**What the task asks:** In the entries below, find each line bearing the string "tail" and copy it.

--- Input data ---

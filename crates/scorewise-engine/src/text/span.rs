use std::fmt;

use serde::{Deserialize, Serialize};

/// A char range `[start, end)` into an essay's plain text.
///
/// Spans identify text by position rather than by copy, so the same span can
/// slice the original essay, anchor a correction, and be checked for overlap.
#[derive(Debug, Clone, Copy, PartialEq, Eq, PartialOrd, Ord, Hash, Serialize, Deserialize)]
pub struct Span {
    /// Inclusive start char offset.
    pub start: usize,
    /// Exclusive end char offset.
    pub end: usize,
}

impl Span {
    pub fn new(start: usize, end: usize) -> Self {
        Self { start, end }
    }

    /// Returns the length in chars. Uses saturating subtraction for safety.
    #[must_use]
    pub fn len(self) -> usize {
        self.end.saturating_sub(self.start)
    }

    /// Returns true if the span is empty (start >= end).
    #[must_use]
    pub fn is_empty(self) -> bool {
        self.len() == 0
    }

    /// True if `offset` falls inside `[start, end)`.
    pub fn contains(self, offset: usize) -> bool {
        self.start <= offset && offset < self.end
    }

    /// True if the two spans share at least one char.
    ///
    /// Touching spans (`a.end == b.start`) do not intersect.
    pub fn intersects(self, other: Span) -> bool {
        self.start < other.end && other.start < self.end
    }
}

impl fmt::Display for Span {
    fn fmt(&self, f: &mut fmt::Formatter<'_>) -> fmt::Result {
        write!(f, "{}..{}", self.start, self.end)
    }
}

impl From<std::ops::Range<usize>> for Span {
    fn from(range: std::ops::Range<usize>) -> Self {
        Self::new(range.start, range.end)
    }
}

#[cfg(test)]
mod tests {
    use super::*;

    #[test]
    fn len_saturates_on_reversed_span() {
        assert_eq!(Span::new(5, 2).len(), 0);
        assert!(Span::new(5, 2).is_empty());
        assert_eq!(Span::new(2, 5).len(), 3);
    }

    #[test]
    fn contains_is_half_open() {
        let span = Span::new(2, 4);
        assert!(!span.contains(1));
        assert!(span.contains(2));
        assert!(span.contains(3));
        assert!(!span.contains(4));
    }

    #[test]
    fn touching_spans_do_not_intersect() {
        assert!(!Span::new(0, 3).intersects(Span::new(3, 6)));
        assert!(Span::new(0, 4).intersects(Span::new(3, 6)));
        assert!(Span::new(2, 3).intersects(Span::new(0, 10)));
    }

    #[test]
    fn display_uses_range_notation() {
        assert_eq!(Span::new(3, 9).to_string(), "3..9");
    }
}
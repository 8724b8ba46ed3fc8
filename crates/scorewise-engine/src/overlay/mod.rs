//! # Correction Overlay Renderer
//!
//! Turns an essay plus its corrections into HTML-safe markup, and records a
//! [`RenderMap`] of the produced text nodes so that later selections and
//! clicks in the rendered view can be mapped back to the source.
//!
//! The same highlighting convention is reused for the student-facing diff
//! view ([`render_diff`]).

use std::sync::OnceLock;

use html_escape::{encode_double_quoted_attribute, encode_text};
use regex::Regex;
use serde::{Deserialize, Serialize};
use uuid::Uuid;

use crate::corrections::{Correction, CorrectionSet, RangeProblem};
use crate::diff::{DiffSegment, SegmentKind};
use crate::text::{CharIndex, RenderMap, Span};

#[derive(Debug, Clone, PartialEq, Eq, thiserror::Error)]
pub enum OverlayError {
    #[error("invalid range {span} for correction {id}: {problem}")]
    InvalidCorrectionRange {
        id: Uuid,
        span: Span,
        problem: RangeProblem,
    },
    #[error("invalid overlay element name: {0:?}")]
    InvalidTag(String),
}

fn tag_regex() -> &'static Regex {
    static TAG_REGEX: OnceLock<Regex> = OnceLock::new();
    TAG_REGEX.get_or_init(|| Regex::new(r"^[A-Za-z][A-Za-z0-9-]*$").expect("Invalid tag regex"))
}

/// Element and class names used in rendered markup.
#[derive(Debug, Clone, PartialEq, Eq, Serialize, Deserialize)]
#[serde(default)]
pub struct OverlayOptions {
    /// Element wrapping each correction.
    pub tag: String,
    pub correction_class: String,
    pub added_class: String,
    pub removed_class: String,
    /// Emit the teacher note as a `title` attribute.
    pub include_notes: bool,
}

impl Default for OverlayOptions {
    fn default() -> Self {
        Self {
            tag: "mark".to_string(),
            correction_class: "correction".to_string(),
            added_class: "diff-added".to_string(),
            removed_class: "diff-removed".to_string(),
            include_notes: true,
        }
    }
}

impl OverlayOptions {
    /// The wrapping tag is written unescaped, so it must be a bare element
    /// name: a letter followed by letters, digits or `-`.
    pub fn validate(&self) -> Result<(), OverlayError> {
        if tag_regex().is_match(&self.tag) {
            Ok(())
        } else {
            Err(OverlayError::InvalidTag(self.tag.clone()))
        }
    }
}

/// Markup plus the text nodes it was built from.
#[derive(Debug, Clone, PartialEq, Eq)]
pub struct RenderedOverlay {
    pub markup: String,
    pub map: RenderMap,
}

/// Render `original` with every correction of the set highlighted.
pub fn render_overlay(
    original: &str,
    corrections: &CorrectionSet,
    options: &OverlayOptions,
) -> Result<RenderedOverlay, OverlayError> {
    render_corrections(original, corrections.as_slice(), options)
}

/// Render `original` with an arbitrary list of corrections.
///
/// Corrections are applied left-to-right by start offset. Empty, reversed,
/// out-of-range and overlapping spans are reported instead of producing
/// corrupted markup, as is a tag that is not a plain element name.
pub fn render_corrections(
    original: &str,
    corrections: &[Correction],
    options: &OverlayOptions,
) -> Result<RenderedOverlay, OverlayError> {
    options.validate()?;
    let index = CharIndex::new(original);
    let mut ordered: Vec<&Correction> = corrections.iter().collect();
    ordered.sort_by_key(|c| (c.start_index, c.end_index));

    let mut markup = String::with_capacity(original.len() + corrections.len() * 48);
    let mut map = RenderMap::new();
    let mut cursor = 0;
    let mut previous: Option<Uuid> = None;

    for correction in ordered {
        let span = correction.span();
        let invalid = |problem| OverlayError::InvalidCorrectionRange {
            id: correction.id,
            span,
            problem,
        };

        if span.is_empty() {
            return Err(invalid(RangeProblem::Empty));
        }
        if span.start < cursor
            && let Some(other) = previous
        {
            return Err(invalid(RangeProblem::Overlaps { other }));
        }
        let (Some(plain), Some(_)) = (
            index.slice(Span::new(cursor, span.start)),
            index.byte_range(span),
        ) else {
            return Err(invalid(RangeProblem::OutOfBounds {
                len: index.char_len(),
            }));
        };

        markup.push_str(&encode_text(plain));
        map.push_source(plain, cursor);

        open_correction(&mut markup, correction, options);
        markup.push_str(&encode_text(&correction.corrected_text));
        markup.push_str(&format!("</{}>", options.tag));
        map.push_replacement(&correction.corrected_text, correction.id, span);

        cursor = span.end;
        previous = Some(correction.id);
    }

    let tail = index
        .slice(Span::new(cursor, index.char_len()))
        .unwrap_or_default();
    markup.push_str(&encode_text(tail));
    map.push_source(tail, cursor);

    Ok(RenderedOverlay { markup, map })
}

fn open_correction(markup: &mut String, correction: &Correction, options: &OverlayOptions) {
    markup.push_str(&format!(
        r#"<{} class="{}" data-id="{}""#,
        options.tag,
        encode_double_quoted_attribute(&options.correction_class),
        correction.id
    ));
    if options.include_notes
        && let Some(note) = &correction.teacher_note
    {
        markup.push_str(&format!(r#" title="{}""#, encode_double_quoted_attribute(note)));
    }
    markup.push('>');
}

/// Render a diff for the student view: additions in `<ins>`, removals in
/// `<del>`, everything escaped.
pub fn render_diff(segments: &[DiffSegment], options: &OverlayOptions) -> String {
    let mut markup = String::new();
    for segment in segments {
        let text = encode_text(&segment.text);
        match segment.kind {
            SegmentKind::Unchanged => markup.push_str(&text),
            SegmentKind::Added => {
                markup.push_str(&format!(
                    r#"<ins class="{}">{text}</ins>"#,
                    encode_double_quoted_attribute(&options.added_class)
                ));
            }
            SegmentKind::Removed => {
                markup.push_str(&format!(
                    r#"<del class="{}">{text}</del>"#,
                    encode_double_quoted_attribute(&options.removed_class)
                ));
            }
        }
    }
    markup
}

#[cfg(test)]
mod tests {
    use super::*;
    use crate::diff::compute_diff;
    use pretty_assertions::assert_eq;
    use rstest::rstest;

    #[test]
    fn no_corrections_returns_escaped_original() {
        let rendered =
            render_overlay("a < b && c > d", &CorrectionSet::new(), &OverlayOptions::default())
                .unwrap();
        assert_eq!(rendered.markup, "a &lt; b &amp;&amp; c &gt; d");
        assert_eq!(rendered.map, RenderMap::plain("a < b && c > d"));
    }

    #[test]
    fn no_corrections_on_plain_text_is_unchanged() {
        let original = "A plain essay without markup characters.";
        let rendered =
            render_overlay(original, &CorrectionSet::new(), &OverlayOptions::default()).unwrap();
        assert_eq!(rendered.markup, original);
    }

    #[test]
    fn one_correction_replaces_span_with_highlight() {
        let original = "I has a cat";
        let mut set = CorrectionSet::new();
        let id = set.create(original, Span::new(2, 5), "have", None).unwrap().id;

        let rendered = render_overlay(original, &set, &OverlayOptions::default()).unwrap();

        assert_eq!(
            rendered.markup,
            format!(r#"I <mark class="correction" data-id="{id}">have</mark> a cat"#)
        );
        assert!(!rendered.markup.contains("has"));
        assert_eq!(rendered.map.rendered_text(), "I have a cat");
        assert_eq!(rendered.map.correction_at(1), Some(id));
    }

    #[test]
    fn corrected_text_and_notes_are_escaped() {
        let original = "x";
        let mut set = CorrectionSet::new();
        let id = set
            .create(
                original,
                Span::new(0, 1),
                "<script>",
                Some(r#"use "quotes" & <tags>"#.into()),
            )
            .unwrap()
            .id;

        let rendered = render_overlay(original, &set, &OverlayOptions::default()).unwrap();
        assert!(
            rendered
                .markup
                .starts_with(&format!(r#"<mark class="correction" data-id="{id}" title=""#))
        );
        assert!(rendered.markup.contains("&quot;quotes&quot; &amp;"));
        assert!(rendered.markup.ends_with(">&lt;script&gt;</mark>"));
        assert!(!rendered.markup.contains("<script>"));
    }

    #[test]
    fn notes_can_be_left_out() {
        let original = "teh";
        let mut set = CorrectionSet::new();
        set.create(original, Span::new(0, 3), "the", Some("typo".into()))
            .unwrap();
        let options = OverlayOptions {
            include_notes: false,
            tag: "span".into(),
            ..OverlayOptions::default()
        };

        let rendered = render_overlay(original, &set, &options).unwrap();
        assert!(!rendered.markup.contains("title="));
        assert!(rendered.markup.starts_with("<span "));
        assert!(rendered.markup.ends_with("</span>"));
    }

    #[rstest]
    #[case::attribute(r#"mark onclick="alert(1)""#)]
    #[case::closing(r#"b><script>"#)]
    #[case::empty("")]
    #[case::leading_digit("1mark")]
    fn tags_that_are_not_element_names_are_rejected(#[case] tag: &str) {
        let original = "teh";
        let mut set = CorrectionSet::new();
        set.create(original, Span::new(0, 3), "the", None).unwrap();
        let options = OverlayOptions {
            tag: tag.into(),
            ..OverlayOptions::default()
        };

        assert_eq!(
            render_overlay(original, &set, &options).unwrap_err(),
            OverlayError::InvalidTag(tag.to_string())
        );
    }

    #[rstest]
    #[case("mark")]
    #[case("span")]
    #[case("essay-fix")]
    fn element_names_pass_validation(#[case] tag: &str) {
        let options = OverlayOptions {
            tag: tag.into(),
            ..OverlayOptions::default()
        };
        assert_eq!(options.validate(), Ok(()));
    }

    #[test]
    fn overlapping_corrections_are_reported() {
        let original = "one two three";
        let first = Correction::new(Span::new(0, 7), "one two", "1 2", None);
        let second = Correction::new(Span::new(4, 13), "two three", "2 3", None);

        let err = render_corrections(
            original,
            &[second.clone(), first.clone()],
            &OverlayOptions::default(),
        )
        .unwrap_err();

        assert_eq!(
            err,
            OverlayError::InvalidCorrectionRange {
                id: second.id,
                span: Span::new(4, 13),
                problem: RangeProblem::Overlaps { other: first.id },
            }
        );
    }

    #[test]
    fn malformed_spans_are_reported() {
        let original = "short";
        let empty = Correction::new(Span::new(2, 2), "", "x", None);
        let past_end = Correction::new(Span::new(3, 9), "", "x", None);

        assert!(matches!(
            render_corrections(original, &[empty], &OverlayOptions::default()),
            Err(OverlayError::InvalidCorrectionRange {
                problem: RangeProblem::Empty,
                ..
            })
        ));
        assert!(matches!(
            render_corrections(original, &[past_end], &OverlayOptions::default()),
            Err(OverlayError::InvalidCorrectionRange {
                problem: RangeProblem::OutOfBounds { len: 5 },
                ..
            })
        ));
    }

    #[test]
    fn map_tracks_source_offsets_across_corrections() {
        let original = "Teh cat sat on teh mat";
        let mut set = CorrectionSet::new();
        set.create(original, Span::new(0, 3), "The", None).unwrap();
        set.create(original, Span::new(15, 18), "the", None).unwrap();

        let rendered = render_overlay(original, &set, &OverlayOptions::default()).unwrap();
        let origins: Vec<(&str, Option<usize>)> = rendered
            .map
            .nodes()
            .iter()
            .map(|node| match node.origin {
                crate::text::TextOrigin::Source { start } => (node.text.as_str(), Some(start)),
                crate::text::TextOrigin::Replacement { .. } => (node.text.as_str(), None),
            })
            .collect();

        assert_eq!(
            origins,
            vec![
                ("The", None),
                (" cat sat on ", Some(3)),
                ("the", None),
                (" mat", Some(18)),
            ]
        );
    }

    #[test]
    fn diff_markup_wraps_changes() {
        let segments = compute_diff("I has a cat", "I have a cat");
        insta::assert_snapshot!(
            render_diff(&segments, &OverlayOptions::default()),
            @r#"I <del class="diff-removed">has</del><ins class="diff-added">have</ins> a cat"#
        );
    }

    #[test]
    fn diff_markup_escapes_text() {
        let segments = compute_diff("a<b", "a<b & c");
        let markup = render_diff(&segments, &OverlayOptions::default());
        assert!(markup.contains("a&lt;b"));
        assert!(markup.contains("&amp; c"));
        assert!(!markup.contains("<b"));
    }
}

---

**Your solution:**
    let tail = index
    markup.push_str(&encode_text(tail));
    map.push_source(tail, cursor);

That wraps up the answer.